I've heard that line of defense a few times. The argument I heard in defense of the accounting was the fact it took more work to keep track maintained for 50-80mph speeds than it did for 35-45mph freight speeds. Once free of the speed requirements for passenger traffic, some roads simply stopped doing maintenance for a few years. IIRC, the MILW had well over 50% of their Minneapolis-Seattle trackage under speed restrictions in the mid 70's. When it came time to pay the piper, they wound up abandoning everything from the Dakotas to Washington.
I have no doubt UPRR and ATSF were making money on their long distance runs, and the ex-PRR and runs in the NEC were making money.
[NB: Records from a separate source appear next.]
//! Error types for the Rollcall domain.
//!
//! Uses `thiserror` for ergonomic error definitions.
//! Each bounded context has its own error variant.

use thiserror::Error;

/// The top-level error type for all Rollcall operations.
#[derive(Debug, Error)]
pub enum Error {
    // --- Run preconditions ---
    #[error("Input error: {0}")]
    Input(#[from] InputError),

    // --- Roster / observation extraction ---
    #[error("Extraction error: {0}")]
    Extraction(#[from] ExtractionError),

    // --- Matching oracle ---
    #[error("Oracle error: {0}")]
    Oracle(#[from] OracleError),

    // --- Review workflow misuse ---
    #[error("Workflow error: {0}")]
    Workflow(#[from] WorkflowError),

    // --- Provider transport ---
    #[error("Provider error: {0}")]
    Provider(#[from] ProviderError),

    // --- Configuration errors ---
    #[error("Configuration error: {message}")]
    Config { message: String },

    // --- Serialization ---
    #[error("Serialization error: {0}")]
    Serialization(#[from] serde_json::Error),

    // --- Generic ---
    #[error("Internal error: {0}")]
    Internal(String),
}

impl Error {
    /// Whether this error aborts an analysis run (as opposed to a local
    /// usage error that leaves existing state untouched).
    pub fn is_fatal_to_run(&self) -> bool {
        matches!(
            self,
            Error::Input(_) | Error::Extraction(_) | Error::Oracle(_) | Error::Provider(_)
        )
    }
}

/// Result type alias using our Error.
pub type Result<T> = std::result::Result<T, Error>;

// --- Bounded context errors ---

#[derive(Debug, Clone, Error)]
pub enum ProviderError {
    #[error("API request failed: {message} (status: {status_code})")]
    ApiError {
        status_code: u16,
        message: String,
    },

    #[error("Rate limited by provider, retry after {retry_after_secs}s")]
    RateLimited { retry_after_secs: u64 },

    #[error("Authentication failed: {0}")]
    AuthenticationFailed(String),

    #[error("Model not found: {0}")]
    ModelNotFound(String),

    #[error("Provider not configured: {0}")]
    NotConfigured(String),

    #[error("Request timed out: {0}")]
    Timeout(String),

    #[error("Network error: {0}")]
    Network(String),
}

/// Preconditions checked before a run starts. The run never begins.
#[derive(Debug, Clone, PartialEq, Eq, Error)]
pub enum InputError {
    #[error("No roster source provided")]
    MissingRoster,

    #[error("No session capture images provided")]
    NoObservationImages,

    #[error("Unsupported source '{path}': {reason}")]
    UnsupportedSource { path: String, reason: String },
}

#[derive(Debug, Clone, Error)]
pub enum ExtractionError {
    #[error("No candidate names found in roster source '{source_name}'")]
    NoCandidates { source_name: String },

    #[error("Failed to read tabular source '{source_name}': {reason}")]
    Tabular { source_name: String, reason: String },

    #[error("Failed to read image '{source_name}': {reason}")]
    Image { source_name: String, reason: String },

    #[error("Extraction of capture {index} of {total} failed: {reason}")]
    CaptureFailed {
        index: usize,
        total: usize,
        reason: String,
    },
}

#[derive(Debug, Clone, Error)]
pub enum OracleError {
    #[error("Malformed matching response: {0}")]
    MalformedResponse(String),

    #[error("Oracle call failed: {0}")]
    Call(#[from] ProviderError),
}

/// Usage errors in the review workflow. Guarded locally; never corrupts state.
#[derive(Debug, Clone, PartialEq, Eq, Error)]
pub enum WorkflowError {
    #[error("Index {index} is out of range (present has {len} entries)")]
    InvalidIndex { index: usize, len: usize },

    #[error("No active review session")]
    NoActiveSession,

    #[error("No finalized classification")]
    NotFinalized,

    #[error("No bulk change has been requested")]
    NoStagedChange,

    #[error("Selection is empty")]
    EmptySelection,

    #[error("No attendee named '{name}'")]
    UnknownName { name: String },

    #[error("An analysis run is already in progress")]
    RunInProgress,

    #[error("Analysis run {run_id} was superseded by a reset")]
    StaleRun { run_id: u64 },

    #[error("Operation '{operation}' is not allowed while {state}")]
    InvalidState {
        operation: &'static str,
        state: String,
    },
}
I'm just not as convinced about the rest of the national network. My experience from the upper midwest was that both the CNW & MILW were running on empty a good ten years before Amtrak took over. Even after a lot of the overlaps (e.g. CHI-MSP) were attritted out, the interstates made it easier (and cheaper) for people to drive on routes under 400 miles.
Had the ICC allowed the CNW, MILW and other operators to abandon unprofitable routes earlier, perhaps Amtrak might have been avoidable until the floor fell out on airline pricing about six years later. Instead, the ICC forced operators to run empty, and track maintenance budgets aside, the expenses of running one or two crappy routes dragged down whatever profitability the rest of the system had. Probably not at all unlike those airlines who bid on and were forced to keep operating EAS routes.
But, back on topic.... if you wanted a pillow or blanket, you had to pay for a higher class of service.